BMJ Open, Volume 5, Issue 2

Doi

https://bmjopen.bmj.com/content/5/2/e006000

ISBN

Abstract

Objective
The concept of ‘resilience’ is of increasing interest in studies of mental health in populations facing adversity. However, lack of longitudinal data on the dynamics of resilience and non-usage of resilience-specific measurements have prevented a better understanding of resilience-mental health interactions. Hence, the present study was conducted to investigate the stability of levels of resilience and its associations with sociodemographic and mental health exposures in a conflict-affected internal-migrant population in Sri Lanka.

 

Design
A prospective follow-up study of 1 year.

 

Setting
Puttalam district of North Western province in postconflict Sri Lanka (baseline in 2011, follow-up in 2012).

 

Participants
An ethnic Muslim population internally displaced 20 years ago (in 1990) from Northern Sri Lanka, aged 18 or above and currently in the process of return migration.

 

Measures
It was hypothesised that levels of resilience would be associated with mental health outcomes.

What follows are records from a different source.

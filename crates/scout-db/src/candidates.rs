//! Candidate directory: profiles, education and facet counts.

use std::collections::HashMap;

use async_trait::async_trait;
use sqlx::{PgPool, Row};

use scout_core::{CandidateDirectory, CandidateProfile, Education, FacetCount, Facets, Result};

/// Reads candidate records that sit outside the ranking path.
#[derive(Clone)]
pub struct PgCandidateDirectory {
    pool: PgPool,
}

impl PgCandidateDirectory {
    pub fn new(pool: PgPool) -> Self {
        Self { pool }
    }

    async fn facet(&self, column: &str, limit: usize) -> Result<Vec<FacetCount>> {
        let sql = format!(
            r#"
            SELECT {column} AS value, COUNT(*) AS n
            FROM candidate_experience
            WHERE {column} IS NOT NULL AND {column} <> ''
            GROUP BY {column}
            ORDER BY n DESC, {column} ASC
            LIMIT $1
            "#
        );
        let rows = sqlx::query(&sql)
            .bind(limit as i64)
            .fetch_all(&self.pool)
            .await?;
        rows.iter()
            .map(|row| -> Result<FacetCount> {
                Ok(FacetCount {
                    value: row.try_get("value")?,
                    count: row.try_get("n")?,
                })
            })
            .collect()
    }
}

#[async_trait]
impl CandidateDirectory for PgCandidateDirectory {
    async fn profiles(&self, candidate_ids: &[i64]) -> Result<HashMap<i64, CandidateProfile>> {
        if candidate_ids.is_empty() {
            return Ok(HashMap::new());
        }
        let rows = sqlx::query(
            r#"
            SELECT id, first_name, last_name, email, phone, gender, registration_number,
                   birthdate, profile_pic, resume, pst_score, pst_date
            FROM candidates
            WHERE id = ANY($1)
            "#,
        )
        .bind(candidate_ids)
        .fetch_all(&self.pool)
        .await?;

        let mut profiles = HashMap::with_capacity(rows.len());
        for row in rows {
            let id: i64 = row.try_get("id")?;
            profiles.insert(
                id,
                CandidateProfile {
                    first_name: row.try_get("first_name")?,
                    last_name: row.try_get("last_name")?,
                    email: row.try_get("email")?,
                    phone: row.try_get("phone")?,
                    gender: row.try_get("gender")?,
                    registration_number: row.try_get("registration_number")?,
                    birthdate: row.try_get("birthdate")?,
                    profile_pic: row.try_get("profile_pic")?,
                    resume: row.try_get("resume")?,
                    pst_score: row.try_get("pst_score")?,
                    pst_date: row.try_get("pst_date")?,
                },
            );
        }
        Ok(profiles)
    }

    async fn education(&self, candidate_ids: &[i64]) -> Result<HashMap<i64, Vec<Education>>> {
        if candidate_ids.is_empty() {
            return Ok(HashMap::new());
        }
        let rows = sqlx::query(
            r#"
            SELECT candidate_id, institution, degree_name, field_of_study, gpa,
                   start_year, end_year
            FROM candidate_education
            WHERE candidate_id = ANY($1)
            ORDER BY candidate_id, end_year DESC NULLS LAST, id ASC
            "#,
        )
        .bind(candidate_ids)
        .fetch_all(&self.pool)
        .await?;

        let mut education: HashMap<i64, Vec<Education>> = HashMap::new();
        for row in rows {
            let candidate_id: i64 = row.try_get("candidate_id")?;
            education.entry(candidate_id).or_default().push(Education {
                institution: row.try_get("institution")?,
                degree_name: row.try_get("degree_name")?,
                field_of_study: row.try_get("field_of_study")?,
                gpa: row.try_get("gpa")?,
                start_year: row.try_get("start_year")?,
                end_year: row.try_get("end_year")?,
            });
        }
        Ok(education)
    }

    async fn facets(&self, limit: usize) -> Result<Facets> {
        Ok(Facets {
            positions: self.facet("position_title_en", limit).await?,
            companies: self.facet("company_name", limit).await?,
        })
    }
}
//! Server configuration read from the environment.
//!
//! Component settings (caches, timeouts, inference, scoring) are read by the
//! components' own `from_env` constructors. This struct holds what only the
//! binary needs.

use std::net::SocketAddr;
use std::path::PathBuf;
use std::time::Duration;

use scout_core::defaults;

#[derive(Debug, Clone)]
pub struct ApiConfig {
    pub database_url: String,
    pub host: String,
    pub port: u16,
    /// Use Elasticsearch as the primary lexical backend.
    pub es_enabled: bool,
    /// Projection artifact. Without one the raw model width is used unchanged.
    pub projection_path: Option<PathBuf>,
    pub rate_limit_enabled: bool,
    pub rate_limit_requests: u64,
    pub rate_limit_period: Duration,
    pub allowed_origins: Vec<String>,
    pub cache_reclaim_interval: Duration,
}

impl Default for ApiConfig {
    fn default() -> Self {
        Self {
            database_url: "postgres://localhost/scout".to_string(),
            host: "0.0.0.0".to_string(),
            port: defaults::SERVER_PORT,
            es_enabled: true,
            projection_path: None,
            rate_limit_enabled: true,
            rate_limit_requests: defaults::RATE_LIMIT_REQUESTS,
            rate_limit_period: Duration::from_secs(defaults::RATE_LIMIT_PERIOD_SECS),
            allowed_origins: vec!["http://localhost:3000".to_string()],
            cache_reclaim_interval: Duration::from_secs(defaults::CACHE_RECLAIM_INTERVAL_SECS),
        }
    }
}

impl ApiConfig {
    pub fn from_env() -> Self {
        let base = Self::default();
        Self {
            database_url: std::env::var("DATABASE_URL").unwrap_or(base.database_url),
            host: std::env::var("HOST").unwrap_or(base.host),
            port: parse_env("PORT").unwrap_or(base.port),
            es_enabled: flag_env("ES_ENABLED").unwrap_or(base.es_enabled),
            projection_path: std::env::var("PROJECTION_PATH")
                .ok()
                .filter(|p| !p.trim().is_empty())
                .map(PathBuf::from),
            rate_limit_enabled: flag_env("RATE_LIMIT_ENABLED").unwrap_or(base.rate_limit_enabled),
            rate_limit_requests: parse_env("RATE_LIMIT_REQUESTS")
                .filter(|n| *n > 0)
                .unwrap_or(base.rate_limit_requests),
            rate_limit_period: parse_env("RATE_LIMIT_PERIOD_SECS")
                .filter(|n| *n > 0)
                .map(Duration::from_secs)
                .unwrap_or(base.rate_limit_period),
            allowed_origins: std::env::var("ALLOWED_ORIGINS")
                .map(|v| parse_origins(&v))
                .unwrap_or(base.allowed_origins),
            cache_reclaim_interval: parse_env("CACHE_RECLAIM_INTERVAL_SECS")
                .filter(|n| *n > 0)
                .map(Duration::from_secs)
                .unwrap_or(base.cache_reclaim_interval),
        }
    }

    pub fn bind_addr(&self) -> anyhow::Result<SocketAddr> {
        Ok(format!("{}:{}", self.host, self.port).parse()?)
    }
}

fn parse_env<T: std::str::FromStr>(key: &str) -> Option<T> {
    std::env::var(key).ok().and_then(|v| v.trim().parse().ok())
}

fn flag_env(key: &str) -> Option<bool> {
    std::env::var(key)
        .ok()
        .map(|v| matches!(v.trim().to_lowercase().as_str(), "true" | "1" | "yes"))
}

/// Comma-separated origin list; blanks dropped.
fn parse_origins(raw: &str) -> Vec<String> {
    raw.split(',')
        .map(str::trim)
        .filter(|s| !s.is_empty())
        .map(str::to_string)
        .collect()
}

#[cfg(test)]
mod tests {
    use super::*;

    #[test]
    fn test_parse_origins_skips_blanks() {
        assert_eq!(
            parse_origins("http://a.example, ,http://b.example,"),
            vec!["http://a.example", "http://b.example"]
        );
    }

    #[test]
    fn test_defaults() {
        let config = ApiConfig::default();
        assert_eq!(config.port, 3000);
        assert_eq!(config.rate_limit_requests, 20);
        assert!(config.es_enabled);
        assert_eq!(config.bind_addr().unwrap().port(), 3000);
    }
}
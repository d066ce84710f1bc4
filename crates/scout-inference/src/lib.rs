//! # scout-inference
//!
//! Inference backends for scout candidate search.
//!
//! This crate provides:
//! - OpenAI-compatible embedding and chat backend
//! - Query translation with canonical-language passthrough
//! - Versioned PCA projection from model width to index width
//! - Query embedder that degrades instead of failing
//! - Bounded retry with exponential backoff
//! - Mock backend for tests (feature `mock`)

pub mod embedder;
pub mod openai;
pub mod projection;
pub mod retry;
pub mod translator;

#[cfg(any(test, feature = "mock"))]
pub mod mock;

pub use embedder::Embedder;
pub use openai::{OpenAIBackend, OpenAIConfig};
pub use projection::Projection;
pub use retry::RetryPolicy;
pub use translator::{is_canonical, QueryTranslator};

Resilience was measured on both occasions using the 14-item Resilience Scale (RS-14), social support by the Multidimensional Social Support Scale and Lubben Social Network Scale and common mental disorders by the Patient Health Questionnaire (PHQ).

 

Results
Of 450 participants interviewed at baseline in 2011, 338 (75.1%) were re-interviewed in 2012 after a 1-year follow-up. The mean resilience scores measured by RS-14 were 80.2 (95% CI 78.6 to 81.9) at baseline and 84.9 (83.5 to 86.3) at follow-up. At both time points, lower resilience was independently associated with food insecurity, lower social support availability and social isolation. At both time points, there were significant associations with common mental disorders (CMDs) in unadjusted analyses, but they only showed independence at baseline. The CMD prevalence, maintenance and incidence at follow-up was 8.3%, 28.2% and 2.2%, respectively.

 

Conclusions
In this displaced population facing a potential reduction in adversity, resilience was more strongly and robustly associated with economic and social factors than with the presence of mental disorder.